Your objective – Word for word, repeat every entry that appears below.

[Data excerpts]
-=-=-=-=-

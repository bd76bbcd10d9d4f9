use crate::error::{RenderError, ReportError};
use analytics::MetricsReport;
use core_types::{ReportTier, ReturnSeries};
use serde::Serialize;

pub mod error;
pub mod html;

// --- Public API ---
pub use html::TearsheetRenderer;

/// Presentation options handed to a renderer.
#[derive(Debug, Clone)]
pub struct RenderOptions {
    pub title: String,
    /// Whether to include per-day cumulative return and drawdown detail.
    pub detailed: bool,
}

/// The abstract interface for a tearsheet renderer.
///
/// The assembler treats implementations as black boxes producing an opaque
/// presentational document from two aligned return series.
pub trait Renderer: Send + Sync {
    fn render(
        &self,
        instrument: &ReturnSeries,
        benchmark: &ReturnSeries,
        options: &RenderOptions,
    ) -> Result<String, RenderError>;
}

/// The final output of one report request.
#[derive(Debug, Clone, PartialEq, Serialize)]
pub enum ReportDocument {
    /// Structured metrics only.
    Basic(MetricsReport),
    /// An opaque rendered payload from the renderer collaborator.
    Rendered { tier: ReportTier, html: String },
}

impl ReportDocument {
    pub fn tier(&self) -> ReportTier {
        match self {
            ReportDocument::Basic(_) => ReportTier::Basic,
            ReportDocument::Rendered { tier, .. } => *tier,
        }
    }
}

/// Assembles a report document for a requested tier.
///
/// `Basic` wraps the metrics directly and never involves the renderer.
/// `Full`/`Detailed` hand the series to the renderer after re-checking that
/// they are aligned; a renderer failure is converted into a typed error,
/// never propagated as a raw fault.
pub struct ReportAssembler<R: Renderer> {
    renderer: R,
    title: String,
}

impl<R: Renderer> ReportAssembler<R> {
    pub fn new(renderer: R, title: impl Into<String>) -> Self {
        Self {
            renderer,
            title: title.into(),
        }
    }

    pub fn assemble(
        &self,
        tier: ReportTier,
        instrument: &ReturnSeries,
        benchmark: &ReturnSeries,
        metrics: &MetricsReport,
    ) -> Result<ReportDocument, ReportError> {
        match tier {
            ReportTier::Basic => Ok(ReportDocument::Basic(metrics.clone())),
            ReportTier::Full | ReportTier::Detailed => {
                check_aligned(instrument, benchmark)?;

                let options = RenderOptions {
                    title: self.title.clone(),
                    detailed: tier == ReportTier::Detailed,
                };
                tracing::debug!(%tier, days = instrument.len(), "delegating to renderer");
                let html = self.renderer.render(instrument, benchmark, &options)?;
                Ok(ReportDocument::Rendered { tier, html })
            }
        }
    }
}

/// The renderer contract requires already-aligned inputs. Finiteness is
/// guaranteed by `ReturnSeries` construction; alignment is re-checked here.
fn check_aligned(instrument: &ReturnSeries, benchmark: &ReturnSeries) -> Result<(), ReportError> {
    if instrument.len() != benchmark.len() {
        return Err(ReportError::Misaligned(format!(
            "instrument has {} points, benchmark has {}",
            instrument.len(),
            benchmark.len()
        )));
    }
    for (a, b) in instrument.points().iter().zip(benchmark.points()) {
        if a.date != b.date {
            return Err(ReportError::Misaligned(format!(
                "instrument date {} does not match benchmark date {}",
                a.date, b.date
            )));
        }
    }
    Ok(())
}

#[cfg(test)]
mod tests {
    use super::*;
    use analytics::MetricsEngine;
    use chrono::NaiveDate;
    use core_types::ReturnPoint;

    fn series(values: &[f64]) -> ReturnSeries {
        let points = values
            .iter()
            .enumerate()
            .map(|(i, v)| ReturnPoint {
                date: NaiveDate::from_ymd_opt(2024, 1, 1)
                    .unwrap()
                    .checked_add_days(chrono::Days::new(i as u64))
                    .unwrap(),
                value: *v,
            })
            .collect();
        ReturnSeries::new(points).unwrap()
    }

    fn metrics(returns: &ReturnSeries) -> MetricsReport {
        MetricsEngine::new().compute(returns, None).unwrap()
    }

    /// A renderer that must not be invoked.
    struct ExplodingRenderer;

    impl Renderer for ExplodingRenderer {
        fn render(
            &self,
            _: &ReturnSeries,
            _: &ReturnSeries,
            _: &RenderOptions,
        ) -> Result<String, RenderError> {
            panic!("renderer must not be invoked for the Basic tier");
        }
    }

    /// A renderer that always fails.
    struct FailingRenderer;

    impl Renderer for FailingRenderer {
        fn render(
            &self,
            _: &ReturnSeries,
            _: &ReturnSeries,
            _: &RenderOptions,
        ) -> Result<String, RenderError> {
            Err(RenderError("template exploded".to_string()))
        }
    }

    #[test]
    fn basic_tier_never_touches_the_renderer() {
        let returns = series(&[0.01, -0.02]);
        let assembler = ReportAssembler::new(ExplodingRenderer, "t");
        let document = assembler
            .assemble(ReportTier::Basic, &returns, &returns, &metrics(&returns))
            .unwrap();
        assert_eq!(document.tier(), ReportTier::Basic);
    }

    #[test]
    fn renderer_failure_becomes_a_typed_error() {
        let returns = series(&[0.01, -0.02]);
        let assembler = ReportAssembler::new(FailingRenderer, "t");
        let err = assembler
            .assemble(ReportTier::Full, &returns, &returns, &metrics(&returns))
            .unwrap_err();
        assert!(matches!(err, ReportError::Render(_)));
    }

    #[test]
    fn misaligned_series_are_rejected_before_rendering() {
        let a = series(&[0.01, -0.02]);
        let b = series(&[0.01]);
        let assembler = ReportAssembler::new(ExplodingRenderer, "t");
        let err = assembler
            .assemble(ReportTier::Full, &a, &b, &metrics(&a))
            .unwrap_err();
        assert!(matches!(err, ReportError::Misaligned(_)));
    }

    #[test]
    fn basic_document_serializes_to_json() {
        let returns = series(&[0.01, -0.02]);
        let document = ReportDocument::Basic(metrics(&returns));
        let json = serde_json::to_string(&document).unwrap();
        assert!(json.contains("TotalReturn"));
    }

    #[test]
    fn full_tier_wraps_the_rendered_payload() {
        let returns = series(&[0.01, -0.02, 0.005]);
        let assembler = ReportAssembler::new(TearsheetRenderer::new(), "SPY vs SPY");
        let document = assembler
            .assemble(ReportTier::Full, &returns, &returns, &metrics(&returns))
            .unwrap();
        match document {
            ReportDocument::Rendered { tier, html } => {
                assert_eq!(tier, ReportTier::Full);
                assert!(html.contains("SPY vs SPY"));
            }
            other => panic!("expected a rendered document, got {other:?}"),
        }
    }
}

-=-=-=-=-

Solution to this exercise –
repository bd76bbcd10d9d4f9
use crate::error::{RenderError, ReportError};
use analytics::MetricsReport;
use core_types::{ReportTier, ReturnSeries};
use serde::Serialize;

pub mod error;
pub mod html;

// --- Public API ---
pub use html::TearsheetRenderer;

/// Presentation options handed to a renderer.
#[derive(Debug, Clone)]
pub struct RenderOptions {
    pub title: String,
    /// Whether to include per-day cumulative return and drawdown detail.
    pub detailed: bool,
}

/// The abstract interface for a tearsheet renderer.
///
/// The assembler treats implementations as black boxes producing an opaque
/// presentational document from two aligned return series.
pub trait Renderer: Send + Sync {
    fn render(
        &self,
        instrument: &ReturnSeries,
        benchmark: &ReturnSeries,
        options: &RenderOptions,
    ) -> Result<String, RenderError>;
}

/// The final output of one report request.
#[derive(Debug, Clone, PartialEq, Serialize)]
pub enum ReportDocument {
    /// Structured metrics only.
    Basic(MetricsReport),
    /// An opaque rendered payload from the renderer collaborator.
    Rendered { tier: ReportTier, html: String },
}

impl ReportDocument {
    pub fn tier(&self) -> ReportTier {
        match self {
            ReportDocument::Basic(_) => ReportTier::Basic,
            ReportDocument::Rendered { tier, .. } => *tier,
        }
    }
}

/// Assembles a report document for a requested tier.
///
/// `Basic` wraps the metrics directly and never involves the renderer.
/// `Full`/`Detailed` hand the series to the renderer after re-checking that
/// they are aligned; a renderer failure is converted into a typed error,
/// never propagated as a raw fault.
pub struct ReportAssembler<R: Renderer> {
    renderer: R,
    title: String,
}

impl<R: Renderer> ReportAssembler<R> {
    pub fn new(renderer: R, title: impl Into<String>) -> Self {
        Self {
            renderer,
            title: title.into(),
        }
    }

    pub fn assemble(
        &self,
        tier: ReportTier,
        instrument: &ReturnSeries,
        benchmark: &ReturnSeries,
        metrics: &MetricsReport,
    ) -> Result<ReportDocument, ReportError> {
        match tier {
            ReportTier::Basic => Ok(ReportDocument::Basic(metrics.clone())),
            ReportTier::Full | ReportTier::Detailed => {
                check_aligned(instrument, benchmark)?;

                let options = RenderOptions {
                    title: self.title.clone(),
                    detailed: tier == ReportTier::Detailed,
                };
                tracing::debug!(%tier, days = instrument.len(), "delegating to renderer");
                let html = self.renderer.render(instrument, benchmark, &options)?;
                Ok(ReportDocument::Rendered { tier, html })
            }
        }
    }
}

/// The renderer contract requires already-aligned inputs. Finiteness is
/// guaranteed by `ReturnSeries` construction; alignment is re-checked here.
fn check_aligned(instrument: &ReturnSeries, benchmark: &ReturnSeries) -> Result<(), ReportError> {
    if instrument.len() != benchmark.len() {
        return Err(ReportError::Misaligned(format!(
            "instrument has {} points, benchmark has {}",
            instrument.len(),
            benchmark.len()
        )));
    }
    for (a, b) in instrument.points().iter().zip(benchmark.points()) {
        if a.date != b.date {
            return Err(ReportError::Misaligned(format!(
                "instrument date {} does not match benchmark date {}",
                a.date, b.date
            )));
        }
    }
    Ok(())
}

#[cfg(test)]
mod tests {
    use super::*;
    use analytics::MetricsEngine;
    use chrono::NaiveDate;
    use core_types::ReturnPoint;

    fn series(values: &[f64]) -> ReturnSeries {
        let points = values
            .iter()
            .enumerate()
            .map(|(i, v)| ReturnPoint {
                date: NaiveDate::from_ymd_opt(2024, 1, 1)
                    .unwrap()
                    .checked_add_days(chrono::Days::new(i as u64))
                    .unwrap(),
                value: *v,
            })
            .collect();
        ReturnSeries::new(points).unwrap()
    }

    fn metrics(returns: &ReturnSeries) -> MetricsReport {
        MetricsEngine::new().compute(returns, None).unwrap()
    }

    /// A renderer that must not be invoked.
    struct ExplodingRenderer;

    impl Renderer for ExplodingRenderer {
        fn render(
            &self,
            _: &ReturnSeries,
            _: &ReturnSeries,
            _: &RenderOptions,
        ) -> Result<String, RenderError> {
            panic!("renderer must not be invoked for the Basic tier");
        }
    }

    /// A renderer that always fails.
    struct FailingRenderer;

    impl Renderer for FailingRenderer {
        fn render(
            &self,
            _: &ReturnSeries,
            _: &ReturnSeries,
            _: &RenderOptions,
        ) -> Result<String, RenderError> {
            Err(RenderError("template exploded".to_string()))
        }
    }

    #[test]
    fn basic_tier_never_touches_the_renderer() {
        let returns = series(&[0.01, -0.02]);
        let assembler = ReportAssembler::new(ExplodingRenderer, "t");
        let document = assembler
            .assemble(ReportTier::Basic, &returns, &returns, &metrics(&returns))
            .unwrap();
        assert_eq!(document.tier(), ReportTier::Basic);
    }

    #[test]
    fn renderer_failure_becomes_a_typed_error() {
        let returns = series(&[0.01, -0.02]);
        let assembler = ReportAssembler::new(FailingRenderer, "t");
        let err = assembler
            .assemble(ReportTier::Full, &returns, &returns, &metrics(&returns))
            .unwrap_err();
        assert!(matches!(err, ReportError::Render(_)));
    }

    #[test]
    fn misaligned_series_are_rejected_before_rendering() {
        let a = series(&[0.01, -0.02]);
        let b = series(&[0.01]);
        let assembler = ReportAssembler::new(ExplodingRenderer, "t");
        let err = assembler
            .assemble(ReportTier::Full, &a, &b, &metrics(&a))
            .unwrap_err();
        assert!(matches!(err, ReportError::Misaligned(_)));
    }

    #[test]
    fn basic_document_serializes_to_json() {
        let returns = series(&[0.01, -0.02]);
        let document = ReportDocument::Basic(metrics(&returns));
        let json = serde_json::to_string(&document).unwrap();
        assert!(json.contains("TotalReturn"));
    }

    #[test]
    fn full_tier_wraps_the_rendered_payload() {
        let returns = series(&[0.01, -0.02, 0.005]);
        let assembler = ReportAssembler::new(TearsheetRenderer::new(), "SPY vs SPY");
        let document = assembler
            .assemble(ReportTier::Full, &returns, &returns, &metrics(&returns))
            .unwrap();
        match document {
            ReportDocument::Rendered { tier, html } => {
                assert_eq!(tier, ReportTier::Full);
                assert!(html.contains("SPY vs SPY"));
            }
            other => panic!("expected a rendered document, got {other:?}"),
        }
    }
}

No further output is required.